A construção da rodovia 891, trecho entre Jequié e o distrito de Florestal, está voltando aos poucos ao seu ritmo normal, depois das persistentes chuvas. Em algumas regiões, como em Campo Largo, as máquinas utilizadas nos serviços de nivelamento ficaram paradas por mais de 20 dias. Com isto, o prazo de conclusão da obra está mais uma vez comprometido e as construtoras não arriscam mais estipular tempo para a sua conclusão.

Algumas obras, no entanto, não sofreram interrupção, mas as empresas estão preocupadas com o prolongamento do período chuvoso, que tem diminuído o ritmo das obras, sobretudo na área próxima à Mata Atlântica. Na região da caatinga, os serviços foram menos prejudicados, mas a umidade do local também prejudica as atividades.

As construtoras permaneceram nos trechos mais críticos durante os dias chuvosos para fazer a raspagem da estrada para permitir o tráfego, uma vez que o lamaçal formou grandes atoleiros. Vários veículos, incluido ônibus e caminhonetes, que transportam a produção rural, ficaram atolados.

As chuvas, que são registradas regularmente desde o inverno na região da mata, têm sido um dos maiores problemas para as construtoras. De junho a agosto, os serviços pouco avançaram e os problemas se repetiram em dezembro e no começo desse ano. “É impossível trabalhar com a estrada encharcada” disse um encarregado de obras.
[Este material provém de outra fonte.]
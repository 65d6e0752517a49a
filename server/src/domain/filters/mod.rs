//! Trace filtering and sorting
//!
//! Raw, possibly malformed filter input is parsed leniently into a typed
//! [`TraceFilter`]; evaluation is a set of pure predicates followed by a stable
//! sort.

mod apply;
mod types;

pub use apply::{FilterContext, QuickStats, apply, matches, quick_stats, search_spans, sort_traces};
pub use types::{DateRange, SortField, SortOrder, TraceFilter, TraceFilterParams};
As adversidades climáticas causaram prejuízos não apenas às empresas responsáveis pela execução das obras, a população do distrito de Florestal, produtores e trabalhadores rurais também sofreram para se locomover e escoarem a produção. “Praticamente ficamos ilhados e nem sempre as pessoas arriscavam passar na estrada, temendo os atoleiros”, disse um agricultor, lembrando que a outra opção, a estrada de Itiúba, divisa de Jequié com Jaguaquara, ficou interditada por causa da queda de barreiras.